Your goal: Among the entries below, find each line with "same" and show it.

Segment Start: Source information

//! Process models driven by the controller.
//!
//! A [`Plant`] pairs lag dynamics ([`PlantModel`]) with a pure transport delay.
//! The delay itself is applied by the simulator, which feeds the plant the
//! control value from `dead_time` seconds ago; this module only covers the lag.

use uom::si::{f64::Time, time::second};

/// Lag dynamics of the controlled process.
///
/// Both variants are discretized with explicit Euler, so each lag `T` is
/// stable only while `dt / T < 1`.
#[derive(Debug, Clone, Copy, PartialEq)]
#[cfg_attr(
    feature = "serde",
    derive(serde::Serialize, serde::Deserialize),
    serde(tag = "type", rename_all = "snake_case")
)]
pub enum PlantModel {
    /// Single lag: `T * dy/dt + y = K * u`.
    FirstOrder { gain: f64, time_constant: Time },

    /// Two cascaded lags with time constants `T1` and `T2`.
    SecondOrder {
        gain: f64,
        lag: Time,
        second_lag: Time,
    },
}

/// A process: lag dynamics plus pure transport delay.
#[derive(Debug, Clone, Copy, PartialEq)]
pub struct Plant {
    pub model: PlantModel,
    pub dead_time: Time,
}

/// Lag state of a plant between two samples.
///
/// `inner` holds the first stage of a second-order plant and stays at zero for
/// a first-order plant.
#[derive(Debug, Clone, Copy, Default, PartialEq)]
pub struct PlantState {
    inner: f64,
    output: f64,
}

/// A [`PlantModel`] with its coefficients fixed for one sample interval.
#[derive(Debug, Clone, Copy, PartialEq)]
pub enum DiscretePlant {
    FirstOrder {
        gain: f64,
        ratio: f64,
    },
    SecondOrder {
        gain: f64,
        ratio: f64,
        second_ratio: f64,
    },
}

impl Plant {
    /// Creates a first-order-plus-dead-time plant.
    #[must_use]
    pub fn fopdt(gain: f64, time_constant: Time, dead_time: Time) -> Self {
        Self {
            model: PlantModel::FirstOrder {
                gain,
                time_constant,
            },
            dead_time,
        }
    }

    /// Returns `self` with the given dead time, keeping the lag model unchanged.
    #[must_use]
    pub fn with_dead_time(self, dead_time: Time) -> Self {
        Self { dead_time, ..self }
    }
}

impl PlantModel {
    /// Returns the steady-state gain `K`.
    #[must_use]
    pub fn gain(&self) -> f64 {
        match *self {
            Self::FirstOrder { gain, .. } | Self::SecondOrder { gain, .. } => gain,
        }
    }

    /// Returns every lag time constant, first stage first.
    pub fn lags(&self) -> impl Iterator<Item = Time> {
        let (first, rest) = match *self {
            Self::FirstOrder { time_constant, .. } => (time_constant, None),
            Self::SecondOrder {
                lag, second_lag, ..
            } => (lag, Some(second_lag)),
        };
        std::iter::once(first).chain(rest)
    }

    /// Returns the `dt / T` ratio of every lag, first stage first.
    pub fn lag_ratios(&self, dt: Time) -> impl Iterator<Item = f64> {
        self.lags().map(move |lag| ratio(dt, lag))
    }

    /// Fixes the update coefficients for the sample interval `dt`.
    #[must_use]
    pub fn discretize(&self, dt: Time) -> DiscretePlant {
        match *self {
            Self::FirstOrder {
                gain,
                time_constant,
            } => DiscretePlant::FirstOrder {
                gain,
                ratio: ratio(dt, time_constant),
            },
            Self::SecondOrder {
                gain,
                lag,
                second_lag,
            } => DiscretePlant::SecondOrder {
                gain,
                ratio: ratio(dt, lag),
                second_ratio: ratio(dt, second_lag),
            },
        }
    }
}

impl DiscretePlant {
    /// Advances the lag state by one sample with the given (already delayed) input.
    ///
    /// First order: `y[i] = (dt/T) * K * u + (1 - dt/T) * y[i-1]`.
    ///
    /// Second order runs the same recursion twice: the first stage sees
    /// `K * u`, the second stage sees the first stage's fresh value.
    #[must_use]
    pub fn advance(&self, state: PlantState, input: f64) -> PlantState {
        match *self {
            Self::FirstOrder { gain, ratio } => PlantState {
                inner: 0.0,
                output: ratio * gain * input + (1.0 - ratio) * state.output,
            },
            Self::SecondOrder {
                gain,
                ratio,
                second_ratio,
            } => {
                let inner = ratio * gain * input + (1.0 - ratio) * state.inner;
                let output = second_ratio * inner + (1.0 - second_ratio) * state.output;
                PlantState { inner, output }
            }
        }
    }
}

impl PlantState {
    /// Returns the process value (PV).
    #[must_use]
    pub fn output(&self) -> f64 {
        self.output
    }
}

fn ratio(dt: Time, lag: Time) -> f64 {
    dt.get::<second>() / lag.get::<second>()
}

#[cfg(test)]
mod tests {
    use super::*;

    use approx::assert_relative_eq;

    fn seconds(value: f64) -> Time {
        Time::new::<second>(value)
    }

    fn step_response(plant: &DiscretePlant, input: f64, steps: usize) -> Vec<f64> {
        let mut state = PlantState::default();
        (0..steps)
            .map(|_| {
                state = plant.advance(state, input);
                state.output()
            })
            .collect()
    }

    #[test]
    fn first_order_matches_closed_form() {
        let model = PlantModel::FirstOrder {
            gain: 2.0,
            time_constant: seconds(10.0),
        };
        let plant = model.discretize(seconds(0.5));

        let response = step_response(&plant, 3.0, 40);

        // y[n] = K * u * (1 - (1 - dt/T)^n)
        for (i, y) in response.iter().enumerate() {
            let n = i32::try_from(i + 1).unwrap();
            let expected = 6.0 * (1.0 - 0.95_f64.powi(n));
            assert_relative_eq!(*y, expected, epsilon = 1e-12);
        }
    }

    #[test]
    fn zero_input_keeps_zero_state() {
        let plant = PlantModel::FirstOrder {
            gain: 5.0,
            time_constant: seconds(50.0),
        }
        .discretize(seconds(0.5));

        assert!(step_response(&plant, 0.0, 10).iter().all(|y| *y == 0.0));
    }

    #[test]
    fn second_order_lags_behind_first_order() {
        let first = PlantModel::FirstOrder {
            gain: 1.0,
            time_constant: seconds(5.0),
        }
        .discretize(seconds(0.1));
        let second_order = PlantModel::SecondOrder {
            gain: 1.0,
            lag: seconds(5.0),
            second_lag: seconds(2.0),
        }
        .discretize(seconds(0.1));

        let fast = step_response(&first, 1.0, 200);
        let slow = step_response(&second_order, 1.0, 200);

        for (a, b) in fast.iter().zip(&slow) {
            assert!(b < a, "second-order output {b} should trail {a}");
        }

        // Both settle on the same gain.
        let settled_first = step_response(&first, 1.0, 5000);
        let settled_second = step_response(&second_order, 1.0, 5000);
        assert_relative_eq!(settled_first[4999], 1.0, epsilon = 1e-6);
        assert_relative_eq!(settled_second[4999], 1.0, epsilon = 1e-6);
    }

    #[test]
    fn lag_ratios_follow_stage_order() {
        let model = PlantModel::SecondOrder {
            gain: 1.0,
            lag: seconds(4.0),
            second_lag: seconds(0.5),
        };

        let ratios: Vec<f64> = model.lag_ratios(seconds(1.0)).collect();
        assert_eq!(ratios, vec![0.25, 2.0]);
        assert_relative_eq!(model.gain(), 1.0);
    }

    #[test]
    fn lags_list_every_stage() {
        let first_order = PlantModel::FirstOrder {
            gain: 1.0,
            time_constant: seconds(50.0),
        };
        let lags: Vec<f64> = first_order.lags().map(|lag| lag.get::<second>()).collect();
        assert_eq!(lags, vec![50.0]);

        let second_order = PlantModel::SecondOrder {
            gain: 1.0,
            lag: seconds(30.0),
            second_lag: seconds(5.0),
        };
        let lags: Vec<f64> = second_order.lags().map(|lag| lag.get::<second>()).collect();
        assert_eq!(lags, vec![30.0, 5.0]);
    }

    #[test]
    fn fopdt_constructor() {
        let plant = Plant::fopdt(5.0, seconds(50.0), seconds(10.0));
        assert_eq!(plant.model.lags().count(), 1);
        assert_relative_eq!(plant.dead_time.get::<second>(), 10.0);

        let no_delay = plant.with_dead_time(seconds(0.0));
        assert_relative_eq!(no_delay.dead_time.get::<second>(), 0.0);
    }
}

Segment End: Source information

Result for this task:
    /// Second order runs the same recursion twice: the first stage sees
        // Both settle on the same gain.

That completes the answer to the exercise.